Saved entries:
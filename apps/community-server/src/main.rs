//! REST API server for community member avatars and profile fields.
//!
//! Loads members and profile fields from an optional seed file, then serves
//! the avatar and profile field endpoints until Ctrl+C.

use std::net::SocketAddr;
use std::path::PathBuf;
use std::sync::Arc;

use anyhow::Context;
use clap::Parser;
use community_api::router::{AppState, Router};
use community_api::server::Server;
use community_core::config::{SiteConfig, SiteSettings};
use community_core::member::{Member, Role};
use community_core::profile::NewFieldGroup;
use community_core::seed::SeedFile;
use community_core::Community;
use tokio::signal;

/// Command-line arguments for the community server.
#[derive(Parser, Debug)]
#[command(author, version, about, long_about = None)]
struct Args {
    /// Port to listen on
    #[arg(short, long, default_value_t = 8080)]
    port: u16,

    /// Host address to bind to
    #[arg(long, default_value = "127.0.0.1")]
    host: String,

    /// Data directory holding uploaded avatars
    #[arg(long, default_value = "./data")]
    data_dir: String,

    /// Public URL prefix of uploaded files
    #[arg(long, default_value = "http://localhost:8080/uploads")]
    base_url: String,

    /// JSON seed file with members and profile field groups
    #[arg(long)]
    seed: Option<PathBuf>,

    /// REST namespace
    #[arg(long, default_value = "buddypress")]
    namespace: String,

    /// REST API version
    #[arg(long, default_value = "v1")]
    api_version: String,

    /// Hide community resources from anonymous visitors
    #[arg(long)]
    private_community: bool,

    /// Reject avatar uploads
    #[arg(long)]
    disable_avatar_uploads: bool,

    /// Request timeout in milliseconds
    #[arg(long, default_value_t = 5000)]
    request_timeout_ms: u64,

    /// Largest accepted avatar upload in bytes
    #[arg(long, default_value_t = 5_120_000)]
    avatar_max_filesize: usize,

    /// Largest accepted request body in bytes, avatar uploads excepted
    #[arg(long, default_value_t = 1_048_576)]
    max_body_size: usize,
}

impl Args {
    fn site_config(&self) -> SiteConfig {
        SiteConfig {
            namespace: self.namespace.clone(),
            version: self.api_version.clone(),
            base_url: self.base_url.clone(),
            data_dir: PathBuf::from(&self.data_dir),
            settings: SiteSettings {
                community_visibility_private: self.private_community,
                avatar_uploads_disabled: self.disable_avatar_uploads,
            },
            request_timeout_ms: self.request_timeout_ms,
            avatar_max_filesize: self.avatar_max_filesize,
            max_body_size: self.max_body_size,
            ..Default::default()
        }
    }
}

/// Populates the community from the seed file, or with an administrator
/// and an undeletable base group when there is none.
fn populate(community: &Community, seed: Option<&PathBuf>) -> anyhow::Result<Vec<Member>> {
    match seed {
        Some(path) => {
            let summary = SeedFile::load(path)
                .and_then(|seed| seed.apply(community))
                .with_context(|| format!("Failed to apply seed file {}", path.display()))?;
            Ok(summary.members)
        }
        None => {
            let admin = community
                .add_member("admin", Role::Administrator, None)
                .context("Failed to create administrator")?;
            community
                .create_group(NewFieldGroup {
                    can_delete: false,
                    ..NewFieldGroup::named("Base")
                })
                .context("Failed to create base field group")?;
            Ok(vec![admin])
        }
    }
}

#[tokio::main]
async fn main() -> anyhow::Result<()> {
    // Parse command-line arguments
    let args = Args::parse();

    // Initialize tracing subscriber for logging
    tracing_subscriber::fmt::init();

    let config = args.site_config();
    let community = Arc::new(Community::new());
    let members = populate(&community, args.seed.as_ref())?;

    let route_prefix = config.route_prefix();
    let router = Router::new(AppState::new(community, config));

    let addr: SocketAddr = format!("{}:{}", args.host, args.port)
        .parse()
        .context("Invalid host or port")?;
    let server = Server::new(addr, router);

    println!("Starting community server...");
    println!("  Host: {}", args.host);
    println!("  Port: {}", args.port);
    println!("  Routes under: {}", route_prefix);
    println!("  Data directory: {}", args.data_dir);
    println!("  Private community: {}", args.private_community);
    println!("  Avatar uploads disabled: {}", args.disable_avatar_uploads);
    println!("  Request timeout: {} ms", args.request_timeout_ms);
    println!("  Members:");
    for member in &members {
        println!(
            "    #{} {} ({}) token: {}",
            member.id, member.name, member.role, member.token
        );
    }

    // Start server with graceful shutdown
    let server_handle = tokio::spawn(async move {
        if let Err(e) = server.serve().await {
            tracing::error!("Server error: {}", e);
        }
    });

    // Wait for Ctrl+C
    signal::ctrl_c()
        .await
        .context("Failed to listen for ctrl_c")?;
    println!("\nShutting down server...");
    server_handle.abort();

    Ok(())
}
* * *
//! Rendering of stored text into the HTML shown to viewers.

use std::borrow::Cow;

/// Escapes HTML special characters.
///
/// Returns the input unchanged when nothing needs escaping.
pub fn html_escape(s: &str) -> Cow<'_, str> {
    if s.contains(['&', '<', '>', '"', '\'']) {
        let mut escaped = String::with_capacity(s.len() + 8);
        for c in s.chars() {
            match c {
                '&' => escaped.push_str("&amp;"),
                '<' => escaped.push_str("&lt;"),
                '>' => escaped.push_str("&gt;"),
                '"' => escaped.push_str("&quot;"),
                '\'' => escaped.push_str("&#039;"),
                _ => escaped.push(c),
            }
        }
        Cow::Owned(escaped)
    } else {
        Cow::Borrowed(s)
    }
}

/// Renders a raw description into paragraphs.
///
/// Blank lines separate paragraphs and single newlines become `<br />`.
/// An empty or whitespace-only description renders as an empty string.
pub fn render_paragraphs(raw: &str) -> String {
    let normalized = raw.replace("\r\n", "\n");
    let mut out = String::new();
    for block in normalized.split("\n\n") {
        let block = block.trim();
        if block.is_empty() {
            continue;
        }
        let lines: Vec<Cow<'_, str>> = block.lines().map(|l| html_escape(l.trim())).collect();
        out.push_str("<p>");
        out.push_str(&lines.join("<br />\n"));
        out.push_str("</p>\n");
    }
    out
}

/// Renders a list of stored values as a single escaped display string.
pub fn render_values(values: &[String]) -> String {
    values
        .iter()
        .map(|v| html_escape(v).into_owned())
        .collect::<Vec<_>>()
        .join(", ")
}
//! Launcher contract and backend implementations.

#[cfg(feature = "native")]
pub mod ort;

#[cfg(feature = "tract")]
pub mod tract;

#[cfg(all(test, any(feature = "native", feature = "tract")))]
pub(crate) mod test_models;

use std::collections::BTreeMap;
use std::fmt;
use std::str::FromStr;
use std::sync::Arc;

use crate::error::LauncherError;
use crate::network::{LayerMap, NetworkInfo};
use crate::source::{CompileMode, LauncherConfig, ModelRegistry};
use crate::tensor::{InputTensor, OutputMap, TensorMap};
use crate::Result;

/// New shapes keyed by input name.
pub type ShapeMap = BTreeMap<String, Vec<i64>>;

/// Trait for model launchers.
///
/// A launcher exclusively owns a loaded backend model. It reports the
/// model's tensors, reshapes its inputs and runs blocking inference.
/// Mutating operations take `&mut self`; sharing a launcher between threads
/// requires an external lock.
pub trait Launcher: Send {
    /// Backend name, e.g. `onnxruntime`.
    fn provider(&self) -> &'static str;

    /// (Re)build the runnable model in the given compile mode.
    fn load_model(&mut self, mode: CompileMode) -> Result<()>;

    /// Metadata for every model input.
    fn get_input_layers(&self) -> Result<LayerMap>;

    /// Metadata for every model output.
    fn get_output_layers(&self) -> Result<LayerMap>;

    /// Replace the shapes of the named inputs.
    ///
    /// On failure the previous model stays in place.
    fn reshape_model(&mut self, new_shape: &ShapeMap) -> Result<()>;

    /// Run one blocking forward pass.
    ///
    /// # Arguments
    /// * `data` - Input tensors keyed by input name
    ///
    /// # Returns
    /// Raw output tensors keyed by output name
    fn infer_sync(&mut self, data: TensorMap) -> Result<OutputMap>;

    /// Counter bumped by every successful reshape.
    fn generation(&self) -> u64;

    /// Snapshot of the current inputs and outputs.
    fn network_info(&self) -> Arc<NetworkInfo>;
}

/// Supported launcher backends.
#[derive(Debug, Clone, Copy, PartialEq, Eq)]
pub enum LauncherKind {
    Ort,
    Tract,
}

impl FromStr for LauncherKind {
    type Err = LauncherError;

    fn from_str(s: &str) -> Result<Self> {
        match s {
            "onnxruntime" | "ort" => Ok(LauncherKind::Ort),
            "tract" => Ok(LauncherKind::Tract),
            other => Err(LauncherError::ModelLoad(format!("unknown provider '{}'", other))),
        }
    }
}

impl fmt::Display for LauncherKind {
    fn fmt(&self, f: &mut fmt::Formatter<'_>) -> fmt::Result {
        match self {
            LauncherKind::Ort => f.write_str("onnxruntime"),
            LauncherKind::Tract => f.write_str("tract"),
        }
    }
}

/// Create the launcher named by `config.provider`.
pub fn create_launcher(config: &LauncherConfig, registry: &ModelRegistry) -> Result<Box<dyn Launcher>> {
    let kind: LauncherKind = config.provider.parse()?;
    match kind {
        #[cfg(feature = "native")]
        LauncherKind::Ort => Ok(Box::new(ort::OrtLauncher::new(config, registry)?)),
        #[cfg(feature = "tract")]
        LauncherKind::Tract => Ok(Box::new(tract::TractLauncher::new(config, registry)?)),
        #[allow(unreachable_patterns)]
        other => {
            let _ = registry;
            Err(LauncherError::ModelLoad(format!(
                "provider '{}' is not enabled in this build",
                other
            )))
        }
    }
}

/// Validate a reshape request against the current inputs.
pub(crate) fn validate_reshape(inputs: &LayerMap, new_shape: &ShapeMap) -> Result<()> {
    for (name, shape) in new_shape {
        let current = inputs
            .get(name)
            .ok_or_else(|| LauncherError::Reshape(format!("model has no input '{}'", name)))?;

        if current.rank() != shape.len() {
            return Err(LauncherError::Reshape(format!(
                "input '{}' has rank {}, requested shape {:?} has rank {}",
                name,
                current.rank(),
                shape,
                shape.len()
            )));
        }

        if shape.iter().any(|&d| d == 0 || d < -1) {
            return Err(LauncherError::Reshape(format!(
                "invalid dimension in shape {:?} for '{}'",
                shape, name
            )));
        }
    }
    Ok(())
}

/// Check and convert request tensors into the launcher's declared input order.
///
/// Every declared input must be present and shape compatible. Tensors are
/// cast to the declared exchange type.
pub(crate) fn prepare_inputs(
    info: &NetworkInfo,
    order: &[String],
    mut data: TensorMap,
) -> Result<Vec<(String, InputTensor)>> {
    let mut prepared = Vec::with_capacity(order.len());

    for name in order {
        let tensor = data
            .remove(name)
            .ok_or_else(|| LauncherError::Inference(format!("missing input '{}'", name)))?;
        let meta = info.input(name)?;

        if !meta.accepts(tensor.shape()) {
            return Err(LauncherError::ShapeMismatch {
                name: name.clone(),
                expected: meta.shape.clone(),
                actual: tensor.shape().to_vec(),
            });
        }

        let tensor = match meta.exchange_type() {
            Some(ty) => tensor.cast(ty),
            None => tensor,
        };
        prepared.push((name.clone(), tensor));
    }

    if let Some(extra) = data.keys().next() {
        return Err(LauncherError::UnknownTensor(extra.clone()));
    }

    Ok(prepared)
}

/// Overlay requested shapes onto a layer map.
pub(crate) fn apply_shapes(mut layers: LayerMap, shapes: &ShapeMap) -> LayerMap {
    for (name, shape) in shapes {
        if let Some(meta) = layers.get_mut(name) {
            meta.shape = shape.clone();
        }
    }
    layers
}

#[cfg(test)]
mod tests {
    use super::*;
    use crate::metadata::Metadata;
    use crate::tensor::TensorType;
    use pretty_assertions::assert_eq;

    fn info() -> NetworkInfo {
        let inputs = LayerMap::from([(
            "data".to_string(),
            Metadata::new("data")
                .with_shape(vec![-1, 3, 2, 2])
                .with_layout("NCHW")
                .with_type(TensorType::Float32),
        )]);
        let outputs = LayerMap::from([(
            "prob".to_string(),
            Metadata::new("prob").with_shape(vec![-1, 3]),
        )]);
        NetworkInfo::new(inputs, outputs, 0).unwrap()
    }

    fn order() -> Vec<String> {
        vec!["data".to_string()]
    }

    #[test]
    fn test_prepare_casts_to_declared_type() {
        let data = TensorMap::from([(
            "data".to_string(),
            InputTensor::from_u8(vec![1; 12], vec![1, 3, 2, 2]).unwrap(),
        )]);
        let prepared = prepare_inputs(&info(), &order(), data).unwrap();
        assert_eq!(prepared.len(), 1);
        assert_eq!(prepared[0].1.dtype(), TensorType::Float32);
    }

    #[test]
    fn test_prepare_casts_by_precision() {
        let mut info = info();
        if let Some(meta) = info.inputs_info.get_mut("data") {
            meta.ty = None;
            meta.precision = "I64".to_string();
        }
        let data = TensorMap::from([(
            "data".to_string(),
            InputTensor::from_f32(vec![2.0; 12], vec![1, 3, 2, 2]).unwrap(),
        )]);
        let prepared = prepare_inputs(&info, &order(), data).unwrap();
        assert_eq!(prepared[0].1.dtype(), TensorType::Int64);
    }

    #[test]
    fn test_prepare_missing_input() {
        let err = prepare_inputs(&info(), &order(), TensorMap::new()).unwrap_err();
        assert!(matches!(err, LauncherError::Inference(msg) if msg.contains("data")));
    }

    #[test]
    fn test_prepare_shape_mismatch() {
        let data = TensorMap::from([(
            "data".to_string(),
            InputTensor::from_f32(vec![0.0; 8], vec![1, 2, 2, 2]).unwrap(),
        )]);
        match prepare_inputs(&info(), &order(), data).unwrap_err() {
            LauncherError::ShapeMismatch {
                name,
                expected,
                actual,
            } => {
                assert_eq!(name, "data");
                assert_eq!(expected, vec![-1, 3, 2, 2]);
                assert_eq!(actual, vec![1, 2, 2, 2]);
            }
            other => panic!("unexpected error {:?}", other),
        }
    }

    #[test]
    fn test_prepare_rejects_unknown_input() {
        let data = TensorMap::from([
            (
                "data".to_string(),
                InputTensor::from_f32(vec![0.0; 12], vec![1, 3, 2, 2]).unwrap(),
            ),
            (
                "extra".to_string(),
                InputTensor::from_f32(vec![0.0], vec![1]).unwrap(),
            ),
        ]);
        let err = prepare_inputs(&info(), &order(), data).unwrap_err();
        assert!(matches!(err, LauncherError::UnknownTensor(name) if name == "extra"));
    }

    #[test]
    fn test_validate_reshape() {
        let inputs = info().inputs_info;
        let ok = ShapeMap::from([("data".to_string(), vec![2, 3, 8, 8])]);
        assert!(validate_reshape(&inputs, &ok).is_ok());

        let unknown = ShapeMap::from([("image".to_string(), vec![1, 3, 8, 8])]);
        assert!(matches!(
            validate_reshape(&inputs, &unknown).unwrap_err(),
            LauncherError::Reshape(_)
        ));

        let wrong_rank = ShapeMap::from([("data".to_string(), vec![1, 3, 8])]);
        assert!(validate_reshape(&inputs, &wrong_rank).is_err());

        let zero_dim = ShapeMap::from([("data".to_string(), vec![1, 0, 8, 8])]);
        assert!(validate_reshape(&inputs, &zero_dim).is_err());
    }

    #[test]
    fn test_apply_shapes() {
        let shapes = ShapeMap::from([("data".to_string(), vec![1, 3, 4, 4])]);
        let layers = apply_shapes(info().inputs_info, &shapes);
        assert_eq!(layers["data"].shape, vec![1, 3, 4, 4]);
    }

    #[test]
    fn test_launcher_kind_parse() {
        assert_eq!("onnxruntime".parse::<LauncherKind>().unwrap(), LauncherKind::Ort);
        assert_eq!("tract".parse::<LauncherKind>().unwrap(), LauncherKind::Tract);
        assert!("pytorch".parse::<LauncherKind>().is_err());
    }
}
==
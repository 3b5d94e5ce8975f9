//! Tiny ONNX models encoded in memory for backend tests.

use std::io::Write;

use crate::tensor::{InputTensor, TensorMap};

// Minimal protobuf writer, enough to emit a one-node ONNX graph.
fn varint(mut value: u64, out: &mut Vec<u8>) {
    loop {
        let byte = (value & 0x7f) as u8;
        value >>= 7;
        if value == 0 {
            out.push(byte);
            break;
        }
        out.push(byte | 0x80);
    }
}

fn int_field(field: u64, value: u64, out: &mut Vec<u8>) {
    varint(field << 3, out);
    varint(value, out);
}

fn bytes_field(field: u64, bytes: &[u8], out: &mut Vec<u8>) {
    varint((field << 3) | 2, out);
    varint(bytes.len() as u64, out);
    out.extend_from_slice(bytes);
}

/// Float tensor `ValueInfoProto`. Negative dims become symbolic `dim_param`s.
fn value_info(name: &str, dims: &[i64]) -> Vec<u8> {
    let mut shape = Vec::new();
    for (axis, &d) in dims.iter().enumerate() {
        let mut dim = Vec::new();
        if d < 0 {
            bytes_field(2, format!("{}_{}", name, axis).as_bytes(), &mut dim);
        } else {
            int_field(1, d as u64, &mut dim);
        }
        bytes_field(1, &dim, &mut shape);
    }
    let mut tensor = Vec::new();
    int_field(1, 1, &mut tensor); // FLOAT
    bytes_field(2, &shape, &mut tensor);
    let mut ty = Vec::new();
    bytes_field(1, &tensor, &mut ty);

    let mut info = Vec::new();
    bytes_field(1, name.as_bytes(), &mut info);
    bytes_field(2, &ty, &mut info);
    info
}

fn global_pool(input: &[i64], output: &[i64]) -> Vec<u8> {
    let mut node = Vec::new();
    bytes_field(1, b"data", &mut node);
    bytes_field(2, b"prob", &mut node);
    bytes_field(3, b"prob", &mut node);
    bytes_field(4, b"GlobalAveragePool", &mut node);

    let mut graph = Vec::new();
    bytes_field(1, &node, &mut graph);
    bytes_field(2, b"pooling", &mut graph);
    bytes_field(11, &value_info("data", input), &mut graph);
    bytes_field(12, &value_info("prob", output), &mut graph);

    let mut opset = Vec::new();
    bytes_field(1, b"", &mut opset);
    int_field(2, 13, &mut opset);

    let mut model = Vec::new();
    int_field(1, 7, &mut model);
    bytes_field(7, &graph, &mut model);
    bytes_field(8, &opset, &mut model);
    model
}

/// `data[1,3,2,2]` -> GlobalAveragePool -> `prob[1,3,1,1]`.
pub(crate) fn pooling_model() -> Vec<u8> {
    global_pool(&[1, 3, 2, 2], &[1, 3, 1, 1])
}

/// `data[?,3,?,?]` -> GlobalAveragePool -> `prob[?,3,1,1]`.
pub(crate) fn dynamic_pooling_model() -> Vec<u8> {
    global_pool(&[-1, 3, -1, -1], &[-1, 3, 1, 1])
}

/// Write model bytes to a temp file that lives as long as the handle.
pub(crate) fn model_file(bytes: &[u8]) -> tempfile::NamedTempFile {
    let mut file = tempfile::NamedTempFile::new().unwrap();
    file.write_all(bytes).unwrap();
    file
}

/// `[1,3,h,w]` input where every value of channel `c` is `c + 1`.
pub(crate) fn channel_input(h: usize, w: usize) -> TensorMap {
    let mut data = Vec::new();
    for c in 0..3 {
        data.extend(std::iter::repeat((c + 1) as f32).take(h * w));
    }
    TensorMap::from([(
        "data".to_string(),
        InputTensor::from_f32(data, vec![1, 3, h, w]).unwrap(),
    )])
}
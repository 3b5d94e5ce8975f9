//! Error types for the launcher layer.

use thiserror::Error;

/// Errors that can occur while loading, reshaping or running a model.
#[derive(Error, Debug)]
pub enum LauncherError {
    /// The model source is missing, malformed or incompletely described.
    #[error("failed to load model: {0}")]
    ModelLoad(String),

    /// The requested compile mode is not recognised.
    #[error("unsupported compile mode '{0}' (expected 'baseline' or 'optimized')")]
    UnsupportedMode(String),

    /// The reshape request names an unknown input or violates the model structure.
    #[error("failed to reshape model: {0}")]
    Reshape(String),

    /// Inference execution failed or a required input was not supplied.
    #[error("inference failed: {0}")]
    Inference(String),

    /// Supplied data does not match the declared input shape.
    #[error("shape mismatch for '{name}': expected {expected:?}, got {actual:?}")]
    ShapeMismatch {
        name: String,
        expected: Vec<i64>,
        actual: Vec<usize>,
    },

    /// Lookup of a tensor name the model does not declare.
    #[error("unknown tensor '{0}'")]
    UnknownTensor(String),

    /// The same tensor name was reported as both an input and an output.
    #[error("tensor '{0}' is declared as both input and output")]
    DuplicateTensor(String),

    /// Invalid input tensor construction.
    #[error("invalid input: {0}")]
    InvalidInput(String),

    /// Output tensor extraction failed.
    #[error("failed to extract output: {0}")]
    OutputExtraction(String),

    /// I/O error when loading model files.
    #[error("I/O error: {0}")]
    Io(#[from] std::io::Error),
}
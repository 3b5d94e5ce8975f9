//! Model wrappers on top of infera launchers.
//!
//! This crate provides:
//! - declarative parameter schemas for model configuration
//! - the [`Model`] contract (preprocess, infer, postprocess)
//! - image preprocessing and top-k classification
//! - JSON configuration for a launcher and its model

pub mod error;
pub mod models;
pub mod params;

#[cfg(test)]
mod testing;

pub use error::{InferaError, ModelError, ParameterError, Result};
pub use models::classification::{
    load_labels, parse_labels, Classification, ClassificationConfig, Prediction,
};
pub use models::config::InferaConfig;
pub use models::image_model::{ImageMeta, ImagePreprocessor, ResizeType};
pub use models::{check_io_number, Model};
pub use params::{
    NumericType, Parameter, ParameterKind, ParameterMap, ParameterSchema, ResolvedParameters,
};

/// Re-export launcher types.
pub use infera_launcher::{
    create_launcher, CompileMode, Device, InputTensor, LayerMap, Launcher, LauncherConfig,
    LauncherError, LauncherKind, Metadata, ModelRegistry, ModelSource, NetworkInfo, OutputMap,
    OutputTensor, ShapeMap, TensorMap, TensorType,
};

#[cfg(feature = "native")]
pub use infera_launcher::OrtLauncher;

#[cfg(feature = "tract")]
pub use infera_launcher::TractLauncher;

• HOW TO COMPLETE THIS TASK
Can you repeat, word for word, every line above from the one containing "filename apps/community-server/src/main.rs" down to the one containing "#[command(author, version, about, long_about", including both?

• PROBLEM SOLUTION
filename apps/community-server/src/main.rs
//! REST API server for community member avatars and profile fields.
//!
//! Loads members and profile fields from an optional seed file, then serves
//! the avatar and profile field endpoints until Ctrl+C.

use std::net::SocketAddr;
use std::path::PathBuf;
use std::sync::Arc;

use anyhow::Context;
use clap::Parser;
use community_api::router::{AppState, Router};
use community_api::server::Server;
use community_core::config::{SiteConfig, SiteSettings};
use community_core::member::{Member, Role};
use community_core::profile::NewFieldGroup;
use community_core::seed::SeedFile;
use community_core::Community;
use tokio::signal;

/// Command-line arguments for the community server.
#[derive(Parser, Debug)]
#[command(author, version, about, long_about = None)]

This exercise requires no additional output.